プライベートで色々と大変な事になっており、ようやく落ち着いたので再開しますが、更新速度はあまり期待しないでくださいm(_ _)m
『ゲイ・ボルグ』
ケルト神話において影の国の女王スカアハよりクー・フーリンが授かったと言われる必殺の魔槍。
そんな神話上の魔槍を再現しようとした元の持ち主は今やいないが、読み取れた残留思念から悪逆非道の限りを尽くし相当な執念でレプリカながらも到達した事が伺えた。

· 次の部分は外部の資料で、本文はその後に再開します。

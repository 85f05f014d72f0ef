//! hookscope SDK - raw win32k user-object type definitions
//!
//! This crate contains value-type definitions for the session-shared user
//! handle table and the HOOK object, plus the kernel address newtype used
//! throughout hookscope. It has no dependencies and compiles quickly,
//! allowing parallel compilation of dependent crates.
//!
//! Everything here is a point-in-time *copy* of what lives in shared
//! memory. None of these types hold a reference into the live section.
//!
//! # Modules
//!
//! - [`address`] - Opaque kernel address newtype
//! - [`handle`] - Shared handle table entry
//! - [`hook`] - HOOK object fields and WH_* hook ids

pub mod address;
pub mod handle;
pub mod hook;

pub use address::KernelAddr;
pub use handle::{HandleEntry, TYPE_HOOK, USER_HANDLE_LIMIT};
pub use hook::{HookId, HookObject};
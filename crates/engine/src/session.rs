//! Session context
//!
//! One explicit context object carries everything a snapshot needs from
//! its collaborators: the attached desktops and the GUI-thread registry.
//! The context is created once, on the thread that will drive collection,
//! and passed by reference into every core call.
//!
//! The thread registry is the only part refreshed between snapshots, so
//! it sits behind an `RwLock`; the desktop list is fixed for the life of
//! the context.

use std::sync::Arc;
use std::thread::ThreadId;

use parking_lot::RwLock;

use hookscope_sdk::KernelAddr;

use crate::desktop::Desktop;
use crate::error::SessionError;
use crate::threads::{ThreadIdentity, ThreadRegistry};

/// Explicit session state passed into collection and diff calls.
pub struct SessionContext {
    /// Desktops the session is attached to, in enumeration order.
    /// These outlive every snapshot taken against this context.
    desktops: Vec<Arc<Desktop>>,

    /// GUI thread registry - refreshed by the enumeration collaborator
    /// before each snapshot
    threads: RwLock<ThreadRegistry>,

    /// Thread the context is bound to; collection must run here
    main_thread: ThreadId,
}

impl SessionContext {
    /// Create a context bound to the calling thread.
    ///
    /// Fails if the desktop enumeration produced nothing to track.
    pub fn new(desktops: Vec<Desktop>) -> Result<Self, SessionError> {
        if desktops.is_empty() {
            return Err(SessionError::NoDesktops);
        }

        let ctx = Self {
            desktops: desktops.into_iter().map(Arc::new).collect(),
            threads: RwLock::new(ThreadRegistry::default()),
            main_thread: std::thread::current().id(),
        };
        tracing::debug!(
            desktops = ctx.desktops.len(),
            "session context created"
        );
        Ok(ctx)
    }

    /// Desktops in enumeration order
    pub fn desktops(&self) -> &[Arc<Desktop>] {
        &self.desktops
    }

    /// Replace the GUI thread registry with freshly enumerated identities
    pub fn set_threads(&self, identities: Vec<ThreadIdentity>) {
        let registry = ThreadRegistry::new(identities);
        tracing::debug!(threads = registry.len(), "thread registry refreshed");
        *self.threads.write() = registry;
    }

    /// Resolve a THREADINFO address against the current registry.
    ///
    /// `None` means the thread is outside the tracked scope - a valid
    /// state, not an error.
    pub fn resolve_thread(&self, address: KernelAddr) -> Option<Arc<ThreadIdentity>> {
        self.threads.read().resolve(address)
    }

    /// Check that the caller is on the context's controlling thread
    pub fn ensure_main_thread(&self) -> Result<(), SessionError> {
        let called = std::thread::current().id();
        if called == self.main_thread {
            Ok(())
        } else {
            Err(SessionError::WrongThread {
                called,
                bound: self.main_thread,
            })
        }
    }
}
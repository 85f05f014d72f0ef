//! Shared-section access seam
//!
//! All raw access to the session's shared memory (the handle table and
//! the desktop heaps) happens behind this trait. The snapshot core only
//! ever sees by-value copies; the implementation on a live system is the
//! narrowly scoped unsafe boundary, and tests substitute scripted tables.

use hookscope_sdk::{HandleEntry, HookObject, KernelAddr};

/// Read-only view of the session's shared info section.
///
/// The underlying memory is mutated concurrently by win32k. Implementors
/// must copy each value out whole; callers must treat every return value
/// as a point-in-time sample that may already be stale.
pub trait SharedSection {
    /// Current live entry count of the shared handle table.
    ///
    /// May change between calls; the collector samples it once per scan.
    fn handle_count(&self) -> usize;

    /// Copy the handle table entry at `index` by value.
    ///
    /// `index` is less than a previously sampled `handle_count()`; if the
    /// table shrank in between, implementors return whatever the slot now
    /// holds (typically a freed entry, which the collector filters out by
    /// type).
    fn handle_entry(&self, index: usize) -> HandleEntry;

    /// Copy the HOOK object at a client-translated address by value.
    ///
    /// Returns `None` when the address cannot be read (object freed
    /// mid-scan, or the mapping is gone). The collector skips such
    /// entries; the scan as a whole is not atomic by design.
    fn read_hook(&self, client_addr: KernelAddr) -> Option<HookObject>;
}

そんな魔槍が執行部に渡ってからは残念ながらその正体が明るみにならず本来の使い方をされぬまま癒えない傷を与える呪いを帯びた槍として処理され如月が使う事となった。
強くなる為に。
蒼崎皐月という人物に認めてもらうために如月は毎日槍を振るっていた。
だから惜しいのだ。
使い方を分かっていれば戦術の幅も広がった事だろう。
きっと蒼崎皐月に一矢酬いる所まで届き得た事だろう。
しかし残念なお知らせである。
「やっぱり耐久に難ありか……如月さんごめん、壊しちゃった。てへ♪」
レプリカが本来のゲイ・ボルグを再現するには限度があったのだ。
正直投げた瞬間分かってはいたがあの場面では投げざるを得なかった。
結論、自分は悪くない。
「え"え"え"え"え"え"え"え"え"!!!???」
「あらら」
「ちょっとー?うちの心配はなしかー?」
「殺さないように調節してたから心配は一切ない」
「まあ師匠だし死なないでしょ」
「私の槍がああああああああぁぁぁ……上司にどう説明すればいいんですかああああああぁぁぁ……」
「師匠に壊されたって言ったらどう?ついでに師匠が一緒について行ったらそれだけで黙認される気がするけども」
「それをしたらさっきの戦闘は何だったんだってなるじゃないですか!!!」
「まあそこそこ満足したからうちは全然ついて行くで。というか他に執行部が保管してる武器はあらへんの?他にも試せるんやったら楽しいんやけど」
「良くないです!!!あっても壊されるのがオチじゃないですかー!!!」
「ほなバレんかったら他にも武器持って来てくれるか?」
「……へ?」
「ほれほれ、どうなんやー?」
「……持って来ても壊さないのなら出来なくはないですけど、その前に私の槍はどうするんですか!?」
「はい言質取ったー!祐介、やってしまいなさい」
「水戸黄門みたいに言うなよ……ったく、仕方ないな」
「ほえ?」
『無限武装』を発動し、ゲイ・ボルグレプリカを造り上げること数秒。
ついでに強度も増しておいたので投げて壊れてお終いとはならない筈だ。
存分に鍛錬して皐月に再挑戦してほしい。
「はい、如月さん」
借りたものを気軽に返すように受け渡す。
「あ、はい、ありがとうございます……」
「次の武器はなんやろなー♪」
「師匠楽しそうね」
「使わされる身にもなってほしいんだが」
「え"え"え"え"え"え"え"え"え"!!!???」
如月、本日二度目の絶叫である。